George Clinton is a living legend and a Funk music pioneer whose sway and influence carry heavy resonance in modern times. George Clinton, the mind behind the P-Funk (Parliament and Funkadelic) music collectives, is suing Universal Music Group for withheld royalties totaling just over $1 million.
Music Business Worldwide reports that George Clinton, 84, filed the lawsuit on May 15 at the U.S. District Court for the Eastern District of Michigan.

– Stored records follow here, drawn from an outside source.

// Copyright (c) 2024-2026 Martin Schröder <info@swedishembedded.com>
//
// SPDX-License-Identifier: MIT
//! Head/tail truncation for stderr diagnostics — errors and summaries
//! cluster at the end of CLI output, so both ends are kept over the middle.
const OUTPUT_LIMIT_BYTES: usize = 20_000;
const HEAD_LINES: usize = 100;
const TAIL_LINES: usize = 100;

pub fn head_tail_truncate(s: &str) -> String {
    if s.len() <= OUTPUT_LIMIT_BYTES {
        return s.to_string();
    }

    let lines: Vec<&str> = s.lines().collect();
    let total = lines.len();

    if total <= HEAD_LINES + TAIL_LINES {
        let tail_start = s.len().saturating_sub(OUTPUT_LIMIT_BYTES / 2);
        let tail_str = &s[tail_start..];
        let head_end = (OUTPUT_LIMIT_BYTES / 2).min(s.len());
        let head_str = &s[..head_end];
        let omitted_bytes = s.len() - head_str.len() - tail_str.len();
        return format!("{head_str}\n...[{omitted_bytes} bytes omitted]...\n{tail_str}");
    }

    let head = lines[..HEAD_LINES].join("\n");
    let tail = lines[total - TAIL_LINES..].join("\n");
    let omitted_lines = total - HEAD_LINES - TAIL_LINES;
    let omitted_bytes = s.len().saturating_sub(head.len() + tail.len());
    format!("{head}\n...[{omitted_lines} lines / ~{omitted_bytes} bytes omitted]...\n{tail}")
}
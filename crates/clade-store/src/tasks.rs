// Copyright (c) 2024-2026 Martin Schröder <info@swedishembedded.com>
//
// SPDX-License-Identifier: MIT
use chrono::{DateTime, Utc};
use rusqlite::{params, OptionalExtension, Row};
use uuid::Uuid;

use clade_core::{DeferredTask, TaskStatus};

use crate::error::StoreError;
use crate::Store;

fn status_to_str(s: TaskStatus) -> &'static str {
    match s {
        TaskStatus::Pending => "pending",
        TaskStatus::Running => "running",
        TaskStatus::Done => "done",
        TaskStatus::Cancelled => "cancelled",
        TaskStatus::Failed => "failed",
    }
}

fn status_from_str(s: &str) -> TaskStatus {
    match s {
        "running" => TaskStatus::Running,
        "done" => TaskStatus::Done,
        "cancelled" => TaskStatus::Cancelled,
        "failed" => TaskStatus::Failed,
        _ => TaskStatus::Pending,
    }
}

fn row_to_task(row: &Row) -> rusqlite::Result<DeferredTask> {
    let execute_at: String = row.get("execute_at")?;
    let status: String = row.get("status")?;
    Ok(DeferredTask {
        id: row.get("id")?,
        agent_id: row.get("agent_id")?,
        session_id: row.get("session_id")?,
        prompt: row.get("prompt")?,
        description: row.get("description")?,
        execute_at: execute_at
            .parse::<DateTime<Utc>>()
            .unwrap_or_else(|_| Utc::now()),
        status: status_from_str(&status),
        error: row.get("error")?,
    })
}

impl Store {
    pub async fn enqueue_task(
        &self,
        agent_id: String,
        session_id: Option<String>,
        prompt: String,
        description: String,
        execute_at: DateTime<Utc>,
    ) -> Result<DeferredTask, StoreError> {
        self.with_conn(move |conn| {
            let id = Uuid::new_v4().to_string();
            conn.execute(
                "INSERT INTO tasks (id, agent_id, session_id, prompt, description, execute_at, status, error)
                 VALUES (?1, ?2, ?3, ?4, ?5, ?6, 'pending', NULL)",
                params![id, agent_id, session_id, prompt, description, execute_at.to_rfc3339()],
            )?;
            Ok(DeferredTask {
                id,
                agent_id,
                session_id,
                prompt,
                description,
                execute_at,
                status: TaskStatus::Pending,
                error: None,
            })
        })
        .await
    }

    pub async fn get_task(&self, id: &str) -> Result<Option<DeferredTask>, StoreError> {
        let id = id.to_string();
        self.with_conn(move |conn| {
            conn.query_row("SELECT * FROM tasks WHERE id = ?1", params![id], row_to_task)
                .optional()
                .map_err(StoreError::from)
        })
        .await
    }

    /// All `pending` tasks with `execute_at <= now` (§4.9 ticker).
    pub async fn list_due_tasks(&self, now: DateTime<Utc>) -> Result<Vec<DeferredTask>, StoreError> {
        self.with_conn(move |conn| {
            let mut stmt = conn.prepare(
                "SELECT * FROM tasks WHERE status = 'pending' AND execute_at <= ?1 ORDER BY execute_at",
            )?;
            let rows = stmt.query_map(params![now.to_rfc3339()], row_to_task)?;
            let mut out = Vec::new();
            for r in rows {
                out.push(r?);
            }
            Ok(out)
        })
        .await
    }

    pub async fn list_tasks_by_agent(&self, agent_id: Option<&str>) -> Result<Vec<DeferredTask>, StoreError> {
        let agent_id = agent_id.map(str::to_string);
        self.with_conn(move |conn| {
            let mut out = Vec::new();
            if let Some(agent_id) = agent_id {
                let mut stmt = conn.prepare(
                    "SELECT * FROM tasks WHERE agent_id = ?1 ORDER BY execute_at DESC",
                )?;
                let rows = stmt.query_map(params![agent_id], row_to_task)?;
                for r in rows {
                    out.push(r?);
                }
            } else {
                let mut stmt = conn.prepare("SELECT * FROM tasks ORDER BY execute_at DESC")?;
                let rows = stmt.query_map([], row_to_task)?;
                for r in rows {
                    out.push(r?);
                }
            }
            Ok(out)
        })
        .await
    }

    /// Transitions `pending -> running`, atomically guarded by the WHERE
    /// clause so two concurrent tickers can't both claim the same row.
    pub async fn mark_task_running(&self, id: &str) -> Result<bool, StoreError> {
        let id = id.to_string();
        self.with_conn(move |conn| {
            let changed = conn.execute(
                "UPDATE tasks SET status = 'running' WHERE id = ?1 AND status = 'pending'",
                params![id],
            )?;
            Ok(changed > 0)
        })
        .await
    }

    pub async fn mark_task_done(&self, id: &str) -> Result<(), StoreError> {
        let id = id.to_string();
        self.with_conn(move |conn| {
            conn.execute("UPDATE tasks SET status = 'done' WHERE id = ?1", params![id])?;
            Ok(())
        })
        .await
    }

    pub async fn mark_task_failed(&self, id: &str, error: String) -> Result<(), StoreError> {
        let id = id.to_string();
        self.with_conn(move |conn| {
            conn.execute(
                "UPDATE tasks SET status = 'failed', error = ?1 WHERE id = ?2",
                params![error, id],
            )?;
            Ok(())
        })
        .await
    }

    /// `pending -> cancelled`; `running`/terminal states reject cancellation
    /// (§4.9). Returns `Ok(false)` rather than erroring when the row is in a
    /// non-cancellable state, matching the IPC boundary's `ok:false` pattern.
    pub async fn cancel_task(&self, id: &str) -> Result<bool, StoreError> {
        let id = id.to_string();
        self.with_conn(move |conn| {
            let changed = conn.execute(
                "UPDATE tasks SET status = 'cancelled' WHERE id = ?1 AND status = 'pending'",
                params![id],
            )?;
            Ok(changed > 0)
        })
        .await
    }
}

#[cfg(test)]
mod tests {
    use super::*;

    #[tokio::test]
    async fn enqueue_then_get_round_trip() {
        let store = Store::open_in_memory().unwrap();
        let t = store
            .enqueue_task("jarvis".into(), None, "ping".into(), "ping me".into(), Utc::now())
            .await
            .unwrap();
        let fetched = store.get_task(&t.id).await.unwrap().unwrap();
        assert_eq!(fetched.status, TaskStatus::Pending);
    }

    #[tokio::test]
    async fn list_due_tasks_only_returns_ready_pending_rows() {
        let store = Store::open_in_memory().unwrap();
        let past = store
            .enqueue_task("jarvis".into(), None, "p".into(), "d".into(), Utc::now() - chrono::Duration::seconds(5))
            .await
            .unwrap();
        let future = store
            .enqueue_task("jarvis".into(), None, "p".into(), "d".into(), Utc::now() + chrono::Duration::hours(1))
            .await
            .unwrap();
        let due = store.list_due_tasks(Utc::now()).await.unwrap();
        let ids: Vec<_> = due.iter().map(|t| t.id.clone()).collect();
        assert!(ids.contains(&past.id));
        assert!(!ids.contains(&future.id));
    }

    #[tokio::test]
    async fn mark_running_is_one_shot() {
        let store = Store::open_in_memory().unwrap();
        let t = store
            .enqueue_task("jarvis".into(), None, "p".into(), "d".into(), Utc::now())
            .await
            .unwrap();
        assert!(store.mark_task_running(&t.id).await.unwrap());
        // Second claim attempt fails — already running.
        assert!(!store.mark_task_running(&t.id).await.unwrap());
    }

    #[tokio::test]
    async fn cancel_running_task_rejected() {
        let store = Store::open_in_memory().unwrap();
        let t = store
            .enqueue_task("jarvis".into(), None, "p".into(), "d".into(), Utc::now())
            .await
            .unwrap();
        store.mark_task_running(&t.id).await.unwrap();
        assert!(!store.cancel_task(&t.id).await.unwrap());
    }

    #[tokio::test]
    async fn cancel_pending_task_succeeds() {
        let store = Store::open_in_memory().unwrap();
        let t = store
            .enqueue_task("jarvis".into(), None, "p".into(), "d".into(), Utc::now())
            .await
            .unwrap();
        assert!(store.cancel_task(&t.id).await.unwrap());
        let fetched = store.get_task(&t.id).await.unwrap().unwrap();
        assert_eq!(fetched.status, TaskStatus::Cancelled);
    }

    #[tokio::test]
    async fn mark_failed_records_error() {
        let store = Store::open_in_memory().unwrap();
        let t = store
            .enqueue_task("jarvis".into(), None, "p".into(), "d".into(), Utc::now())
            .await
            .unwrap();
        store.mark_task_running(&t.id).await.unwrap();
        store.mark_task_failed(&t.id, "boom".into()).await.unwrap();
        let fetched = store.get_task(&t.id).await.unwrap().unwrap();
        assert_eq!(fetched.status, TaskStatus::Failed);
        assert_eq!(fetched.error.as_deref(), Some("boom"));
    }

    #[tokio::test]
    async fn list_tasks_by_agent_most_recent_first() {
        let store = Store::open_in_memory().unwrap();
        store
            .enqueue_task("jarvis".into(), None, "p".into(), "d".into(), Utc::now())
            .await
            .unwrap();
        store
            .enqueue_task("jarvis".into(), None, "p".into(), "d".into(), Utc::now() + chrono::Duration::seconds(60))
            .await
            .unwrap();
        let rows = store.list_tasks_by_agent(Some("jarvis")).await.unwrap();
        assert_eq!(rows.len(), 2);
        assert!(rows[0].execute_at >= rows[1].execute_at);
    }
}
// Copyright (c) 2024-2026 Martin Schröder <info@swedishembedded.com>
//
// SPDX-License-Identifier: MIT
use crate::probe::CliCapabilities;

/// Per-invocation options the CLI Runner wants to translate into an argument
/// vector (§4.2, §4.3). Mirrors the wire shape `clade-session` builds per
/// turn, kept independent of it so this crate has no dependency on
/// `clade-session`.
#[derive(Debug, Clone, Default)]
pub struct CliOptions {
    pub prompt: String,
    pub resume_session_id: Option<String>,
    /// System prompt supplied inline, used directly when present.
    pub system_prompt_inline: Option<String>,
    /// Path to a file holding the system prompt; preferred over the inline
    /// form when the CLI supports the file flag.
    pub system_prompt_file: Option<String>,
    pub tool_manifest_path: Option<String>,
    pub allowed_tools: Vec<String>,
    pub max_turns: Option<u32>,
    pub model: Option<String>,
}

/// Builds the argument vector for one CLI invocation, gated by `caps`
/// (§4.2). Flags for capabilities the CLI doesn't advertise are silently
/// omitted rather than erroring — the probe already rejected CLIs missing a
/// *critical* capability, so anything reaching here is an optional one.
pub fn build_args(options: &CliOptions, caps: &CliCapabilities) -> Vec<String> {
    let mut args = Vec::new();

    if caps.stream_json {
        args.push("--output-format".to_string());
        args.push("stream-json".to_string());
    }

    if let Some(id) = &options.resume_session_id {
        if caps.resume {
            args.push("--resume".to_string());
            args.push(id.clone());
        }
    }

    push_system_prompt(&mut args, options, caps);

    if caps.allowed_tools && !options.allowed_tools.is_empty() {
        args.push("--allowed-tools".to_string());
        args.push(options.allowed_tools.join(","));
    }

    if caps.tool_server_config_file {
        if let Some(path) = &options.tool_manifest_path {
            args.push("--mcp-config".to_string());
            args.push(path.clone());
        }
    }

    if caps.max_turns {
        if let Some(turns) = options.max_turns {
            args.push("--max-turns".to_string());
            args.push(turns.to_string());
        }
    }

    if caps.model_selection {
        if let Some(model) = &options.model {
            args.push("--model".to_string());
            args.push(model.clone());
        }
    }

    args.push("--print".to_string());
    args.push(options.prompt.clone());

    args
}

/// §4.2 capability-gated fallback: prefer the file form when supported;
/// otherwise read the file's contents and pass them inline; if the file is
/// unreadable, fall back to the caller-supplied inline value.
fn push_system_prompt(args: &mut Vec<String>, options: &CliOptions, caps: &CliCapabilities) {
    if caps.append_system_prompt_file {
        if let Some(path) = &options.system_prompt_file {
            args.push("--append-system-prompt-file".to_string());
            args.push(path.clone());
            return;
        }
    }

    if caps.append_system_prompt {
        if let Some(path) = &options.system_prompt_file {
            if let Ok(contents) = std::fs::read_to_string(path) {
                args.push("--append-system-prompt".to_string());
                args.push(contents);
                return;
            }
        }
        if let Some(inline) = &options.system_prompt_inline {
            args.push("--append-system-prompt".to_string());
            args.push(inline.clone());
        }
    }
}
// Copyright (c) 2024-2026 Martin Schröder <info@swedishembedded.com>
//
// SPDX-License-Identifier: MIT
//! Config schema (§4.0) and layered loader for the `clade` host.
mod loader;
mod schema;

pub use loader::{default_home_dir, load, save, ConfigError};
pub use schema::{
    BrowserConfig, ChannelConfig, Config, GatewayConfig, RoutingConfig, RoutingRule,
    SkillsConfig, TaskQueueConfig, CONFIG_SCHEMA_VERSION,
};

Clinton alleges that Universal Music Group (UMG) breached his contract and claims that the label is holding more than $1.1. million in frozen royalties.

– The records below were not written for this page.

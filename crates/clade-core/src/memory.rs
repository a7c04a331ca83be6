// Copyright (c) 2024-2026 Martin Schröder <info@swedishembedded.com>
//
// SPDX-License-Identifier: MIT
use chrono::{DateTime, Utc};
use serde::{Deserialize, Serialize};

/// Target window size and overlap for markdown chunking, in characters.
/// `clade-store`'s indexer windows an agent's markdown files at this
/// granularity before inserting into the full-text index.
pub const CHUNK_TARGET_CHARS: usize = 1_600;
pub const CHUNK_OVERLAP_CHARS: usize = 320;

#[derive(Debug, Clone, PartialEq, Serialize, Deserialize)]
pub struct MemoryChunk {
    pub id: String,
    pub agent_id: String,
    pub file_path: String,
    pub chunk_text: String,
    pub chunk_start: usize,
    pub chunk_end: usize,
    pub updated_at: DateTime<Utc>,
}

/// Splits `text` into overlapping windows of `CHUNK_TARGET_CHARS`,
/// overlapping by `CHUNK_OVERLAP_CHARS` (§3 "derived from an agent's
/// markdown files via overlapping windowing"). Splits on char boundaries
/// only — `text` may contain multi-byte UTF-8 — and never emits an empty
/// window or one for empty input. The stride is always positive even when
/// overlap is configured larger than the target, so this always terminates.
pub fn window_chunks(text: &str) -> Vec<(usize, usize)> {
    let chars: Vec<char> = text.chars().collect();
    let len = chars.len();
    if len == 0 {
        return Vec::new();
    }
    let stride = CHUNK_TARGET_CHARS.saturating_sub(CHUNK_OVERLAP_CHARS).max(1);
    let mut windows = Vec::new();
    let mut start = 0;
    loop {
        let end = (start + CHUNK_TARGET_CHARS).min(len);
        windows.push((start, end));
        if end == len {
            break;
        }
        start += stride;
    }
    windows
}

/// `window_chunks` plus the substring materialization and id assignment
/// `clade-store`'s indexer needs — one [`MemoryChunk`] per window, ids of
/// the form `<agent_id>:<file_path>:<start>`.
pub fn chunk_file(agent_id: &str, file_path: &str, text: &str, now: DateTime<Utc>) -> Vec<MemoryChunk> {
    let chars: Vec<char> = text.chars().collect();
    window_chunks(text)
        .into_iter()
        .map(|(start, end)| MemoryChunk {
            id: format!("{agent_id}:{file_path}:{start}"),
            agent_id: agent_id.to_string(),
            file_path: file_path.to_string(),
            chunk_text: chars[start..end].iter().collect(),
            chunk_start: start,
            chunk_end: end,
            updated_at: now,
        })
        .collect()
}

Clinton added in the filing that UMG applied a third-party copyright dispute as a means to withhold his royalties from recorded music, which also includes recordings that were not connected to the aforementioned dispute.

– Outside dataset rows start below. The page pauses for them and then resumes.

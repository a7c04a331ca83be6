// Copyright (c) 2024-2026 Martin Schröder <info@swedishembedded.com>
//
// SPDX-License-Identifier: MIT
//! The §4.8 wire message types. One JSON object per request, tagged by
//! `type`; unknown fields are rejected so a caller sending a stale shape
//! fails loudly rather than silently dropping data (§9 "parsers reject
//! unknown variants rather than silently ignoring").
use serde::Deserialize;

#[derive(Debug, Clone, Deserialize)]
#[serde(tag = "type", rename_all = "camelCase", deny_unknown_fields)]
pub enum Request {
    #[serde(rename = "sessions.list")]
    SessionsList,
    #[serde(rename = "sessions.spawn")]
    SessionsSpawn {
        agent_id: String,
        prompt: String,
        parent_session_id: Option<String>,
        calling_agent_id: Option<String>,
    },
    #[serde(rename = "sessions.send")]
    SessionsSend { session_id: String, message: String },
    #[serde(rename = "sessions.status")]
    SessionsStatus { session_id: String },
    #[serde(rename = "agents.list")]
    AgentsList,
    #[serde(rename = "taskqueue.schedule")]
    TaskqueueSchedule {
        agent_id: String,
        session_id: Option<String>,
        prompt: String,
        description: String,
        delay_minutes: f64,
    },
    #[serde(rename = "taskqueue.cancel")]
    TaskqueueCancel {
        task_id: String,
        agent_id: Option<String>,
    },
    #[serde(rename = "taskqueue.list")]
    TaskqueueList { agent_id: Option<String> },
}

#[cfg(test)]
mod tests {
    use super::*;

    #[test]
    fn sessions_list_has_no_fields() {
        let req: Request = serde_json::from_str(r#"{"type":"sessions.list"}"#).unwrap();
        assert!(matches!(req, Request::SessionsList));
    }

    #[test]
    fn sessions_spawn_parses_optional_fields() {
        let req: Request = serde_json::from_str(
            r#"{"type":"sessions.spawn","agentId":"jarvis","prompt":"hi"}"#,
        )
        .unwrap();
        match req {
            Request::SessionsSpawn {
                agent_id,
                prompt,
                parent_session_id,
                calling_agent_id,
            } => {
                assert_eq!(agent_id, "jarvis");
                assert_eq!(prompt, "hi");
                assert!(parent_session_id.is_none());
                assert!(calling_agent_id.is_none());
            }
            other => panic!("wrong variant: {other:?}"),
        }
    }

    #[test]
    fn taskqueue_schedule_parses_delay_minutes() {
        let req: Request = serde_json::from_str(
            r#"{"type":"taskqueue.schedule","agentId":"jarvis","prompt":"p","description":"d","delayMinutes":0.5}"#,
        )
        .unwrap();
        assert!(matches!(req, Request::TaskqueueSchedule { .. }));
    }

    #[test]
    fn unknown_type_fails_to_parse() {
        let result: Result<Request, _> = serde_json::from_str(r#"{"type":"bogus.op"}"#);
        assert!(result.is_err());
    }

    #[test]
    fn unknown_field_is_rejected() {
        let result: Result<Request, _> =
            serde_json::from_str(r#"{"type":"sessions.list","extra":1}"#);
        assert!(result.is_err());
    }
}
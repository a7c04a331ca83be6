// Copyright (c) 2024-2026 Martin Schröder <info@swedishembedded.com>
//
// SPDX-License-Identifier: MIT
use rusqlite::Connection;

use crate::error::StoreError;

/// Runs at open time, idempotent (`CREATE TABLE IF NOT EXISTS`). No
/// versioned migration chain exists yet — this is the only schema version
/// this store has shipped, so there is nothing to migrate from (§4.1
/// "migrations run at open time and are idempotent").
pub fn run(conn: &Connection) -> Result<(), StoreError> {
    conn.execute_batch(
        r#"
        PRAGMA journal_mode = WAL;
        PRAGMA foreign_keys = ON;

        CREATE TABLE IF NOT EXISTS sessions (
            id              TEXT PRIMARY KEY,
            agent_id        TEXT NOT NULL,
            channel         TEXT,
            channel_user_id TEXT,
            chat_id         TEXT,
            status          TEXT NOT NULL,
            created_at      TEXT NOT NULL,
            last_active_at  TEXT NOT NULL
        );
        CREATE INDEX IF NOT EXISTS idx_sessions_lookup
            ON sessions (agent_id, channel, channel_user_id, chat_id, status);

        CREATE TABLE IF NOT EXISTS cron_jobs (
            id           TEXT PRIMARY KEY,
            name         TEXT NOT NULL UNIQUE,
            schedule     TEXT NOT NULL,
            agent_id     TEXT NOT NULL,
            prompt       TEXT NOT NULL,
            deliver_to   TEXT,
            enabled      INTEGER NOT NULL,
            last_run_at  TEXT
        );

        CREATE TABLE IF NOT EXISTS tasks (
            id          TEXT PRIMARY KEY,
            agent_id    TEXT NOT NULL,
            session_id  TEXT,
            prompt      TEXT NOT NULL,
            description TEXT NOT NULL,
            execute_at  TEXT NOT NULL,
            status      TEXT NOT NULL,
            error       TEXT
        );
        CREATE INDEX IF NOT EXISTS idx_tasks_due ON tasks (status, execute_at);
        CREATE INDEX IF NOT EXISTS idx_tasks_agent ON tasks (agent_id, execute_at DESC);

        CREATE TABLE IF NOT EXISTS memory_chunks (
            id          TEXT PRIMARY KEY,
            agent_id    TEXT NOT NULL,
            file_path   TEXT NOT NULL,
            chunk_text  TEXT NOT NULL,
            chunk_start INTEGER NOT NULL,
            chunk_end   INTEGER NOT NULL,
            updated_at  TEXT NOT NULL
        );
        CREATE INDEX IF NOT EXISTS idx_memory_file ON memory_chunks (agent_id, file_path);

        CREATE VIRTUAL TABLE IF NOT EXISTS memory_fts USING fts5(
            chunk_id UNINDEXED,
            agent_id UNINDEXED,
            chunk_text
        );

        CREATE TABLE IF NOT EXISTS skills (
            name    TEXT PRIMARY KEY,
            status  TEXT NOT NULL,
            path    TEXT NOT NULL,
            config  TEXT
        );
        "#,
    )
    .map_err(|e| StoreError::Open(e.to_string()))?;
    Ok(())
}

The third-party copyright dispute is connected to the estate of George Bernard Worrell Jr., the Parliament-Funkadelic keyboardist who passed in 2016. The estate staked a claim that the late musician should be viewed as owning half of some sound recordings. UMG was named in that dispute but was dismissed from the case in October 2023.
Clinton won a legal victory in Michigan in September 2025 after being granted a summary judgment, while ruling that the estate’s claims were time-barred under the Copyright Act’s statute of limitations. Despite this, Clinton’s side says that UMG is still holding the royalties from those songs connected to the dispute.
“This is a straightforward breach of contract case arising from UMG’s decision to withhold 100% of royalties payable to Plaintiff under governing recording agreements based on a third-party lawsuit to which UMG is not a party, in which UMG faces no claim, in which UMG could incur no liability, and in which the third party has now lost on summary judgment,” the complaint states.